• [Requirement]
Take each line from the material below that includes the string "revision" and copy it.

• [Source material]

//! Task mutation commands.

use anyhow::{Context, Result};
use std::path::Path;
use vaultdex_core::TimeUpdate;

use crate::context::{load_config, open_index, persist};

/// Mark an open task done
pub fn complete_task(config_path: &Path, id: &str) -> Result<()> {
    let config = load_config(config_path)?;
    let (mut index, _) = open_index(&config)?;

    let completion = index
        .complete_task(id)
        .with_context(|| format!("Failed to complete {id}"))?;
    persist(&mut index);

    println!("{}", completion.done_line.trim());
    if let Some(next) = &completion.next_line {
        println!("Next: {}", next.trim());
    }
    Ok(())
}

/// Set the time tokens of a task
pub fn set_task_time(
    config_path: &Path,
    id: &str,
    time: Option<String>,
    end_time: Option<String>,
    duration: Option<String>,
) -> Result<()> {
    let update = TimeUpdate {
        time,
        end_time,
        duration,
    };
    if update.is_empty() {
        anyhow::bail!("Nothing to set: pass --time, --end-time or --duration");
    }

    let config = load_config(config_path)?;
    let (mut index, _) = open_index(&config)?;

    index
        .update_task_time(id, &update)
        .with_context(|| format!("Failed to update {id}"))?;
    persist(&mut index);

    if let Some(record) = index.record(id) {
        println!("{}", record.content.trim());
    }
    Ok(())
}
* * *
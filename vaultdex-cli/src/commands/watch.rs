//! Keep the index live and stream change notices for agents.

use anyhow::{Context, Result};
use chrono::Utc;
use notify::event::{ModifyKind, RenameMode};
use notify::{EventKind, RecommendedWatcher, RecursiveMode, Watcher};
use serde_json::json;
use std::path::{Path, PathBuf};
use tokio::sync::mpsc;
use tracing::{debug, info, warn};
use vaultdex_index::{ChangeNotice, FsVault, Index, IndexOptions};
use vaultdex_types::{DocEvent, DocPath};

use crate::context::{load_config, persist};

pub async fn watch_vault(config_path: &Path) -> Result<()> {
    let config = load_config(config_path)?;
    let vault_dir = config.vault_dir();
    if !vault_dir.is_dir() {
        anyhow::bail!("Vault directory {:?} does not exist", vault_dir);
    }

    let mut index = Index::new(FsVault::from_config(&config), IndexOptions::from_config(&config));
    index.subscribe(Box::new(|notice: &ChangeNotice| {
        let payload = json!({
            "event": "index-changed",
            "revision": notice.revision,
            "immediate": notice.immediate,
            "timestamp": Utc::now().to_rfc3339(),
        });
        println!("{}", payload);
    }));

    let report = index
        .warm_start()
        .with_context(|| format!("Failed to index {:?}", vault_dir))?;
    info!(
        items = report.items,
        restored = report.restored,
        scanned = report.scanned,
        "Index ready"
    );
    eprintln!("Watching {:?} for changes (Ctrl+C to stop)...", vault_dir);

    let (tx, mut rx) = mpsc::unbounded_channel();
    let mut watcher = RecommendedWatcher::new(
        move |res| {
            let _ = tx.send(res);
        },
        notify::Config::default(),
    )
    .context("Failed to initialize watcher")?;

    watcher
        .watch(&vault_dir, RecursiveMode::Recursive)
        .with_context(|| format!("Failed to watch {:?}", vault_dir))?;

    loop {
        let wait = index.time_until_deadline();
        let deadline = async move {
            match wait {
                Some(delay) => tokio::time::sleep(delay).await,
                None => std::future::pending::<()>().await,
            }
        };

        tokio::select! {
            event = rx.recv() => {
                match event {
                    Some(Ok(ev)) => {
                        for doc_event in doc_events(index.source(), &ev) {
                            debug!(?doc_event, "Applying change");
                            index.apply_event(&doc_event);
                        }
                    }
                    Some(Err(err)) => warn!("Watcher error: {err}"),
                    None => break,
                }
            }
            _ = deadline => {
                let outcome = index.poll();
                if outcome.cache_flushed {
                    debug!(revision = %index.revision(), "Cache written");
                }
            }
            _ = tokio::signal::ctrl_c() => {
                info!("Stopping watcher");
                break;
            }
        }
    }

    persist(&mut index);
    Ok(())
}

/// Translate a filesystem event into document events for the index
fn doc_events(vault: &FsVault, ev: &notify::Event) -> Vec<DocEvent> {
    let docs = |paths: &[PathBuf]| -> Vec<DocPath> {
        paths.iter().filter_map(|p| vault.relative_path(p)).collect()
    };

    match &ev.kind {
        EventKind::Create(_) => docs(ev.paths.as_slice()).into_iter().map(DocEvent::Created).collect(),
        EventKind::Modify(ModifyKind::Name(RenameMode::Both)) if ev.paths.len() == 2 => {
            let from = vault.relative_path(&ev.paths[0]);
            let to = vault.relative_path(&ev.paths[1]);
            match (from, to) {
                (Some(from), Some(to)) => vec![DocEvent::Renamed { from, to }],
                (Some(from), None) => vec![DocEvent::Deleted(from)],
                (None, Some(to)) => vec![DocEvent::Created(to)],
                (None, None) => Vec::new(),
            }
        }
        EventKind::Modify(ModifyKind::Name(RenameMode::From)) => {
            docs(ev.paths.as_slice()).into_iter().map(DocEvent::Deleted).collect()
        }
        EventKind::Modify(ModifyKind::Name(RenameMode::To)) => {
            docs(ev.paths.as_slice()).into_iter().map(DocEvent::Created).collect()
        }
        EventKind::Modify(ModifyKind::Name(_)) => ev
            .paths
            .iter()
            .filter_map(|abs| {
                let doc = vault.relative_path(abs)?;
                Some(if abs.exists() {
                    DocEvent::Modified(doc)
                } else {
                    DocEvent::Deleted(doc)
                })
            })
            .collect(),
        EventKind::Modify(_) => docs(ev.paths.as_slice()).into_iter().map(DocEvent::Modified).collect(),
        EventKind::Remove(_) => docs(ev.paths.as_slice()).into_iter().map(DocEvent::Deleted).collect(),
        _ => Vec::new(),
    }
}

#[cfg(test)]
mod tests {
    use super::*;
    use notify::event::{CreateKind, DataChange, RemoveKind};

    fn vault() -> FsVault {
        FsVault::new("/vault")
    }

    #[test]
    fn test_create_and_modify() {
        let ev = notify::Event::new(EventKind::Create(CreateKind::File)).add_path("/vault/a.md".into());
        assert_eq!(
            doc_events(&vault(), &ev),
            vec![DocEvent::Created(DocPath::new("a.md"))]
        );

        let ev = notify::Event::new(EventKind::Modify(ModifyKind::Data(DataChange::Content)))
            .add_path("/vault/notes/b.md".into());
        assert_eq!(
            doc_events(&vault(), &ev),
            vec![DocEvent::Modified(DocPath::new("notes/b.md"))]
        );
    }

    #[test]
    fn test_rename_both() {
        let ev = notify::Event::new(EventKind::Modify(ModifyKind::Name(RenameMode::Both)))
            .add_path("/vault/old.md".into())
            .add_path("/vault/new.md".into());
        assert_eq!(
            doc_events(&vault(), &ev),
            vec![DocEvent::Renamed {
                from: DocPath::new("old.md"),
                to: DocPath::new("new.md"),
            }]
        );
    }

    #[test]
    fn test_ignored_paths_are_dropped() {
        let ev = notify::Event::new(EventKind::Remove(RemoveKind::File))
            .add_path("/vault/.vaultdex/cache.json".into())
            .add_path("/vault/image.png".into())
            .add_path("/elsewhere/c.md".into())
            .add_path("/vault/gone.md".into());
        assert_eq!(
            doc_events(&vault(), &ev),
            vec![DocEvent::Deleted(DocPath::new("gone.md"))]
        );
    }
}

• [Answer section]
            "revision": notice.revision,
                    debug!(revision = %index.revision(), "Cache written");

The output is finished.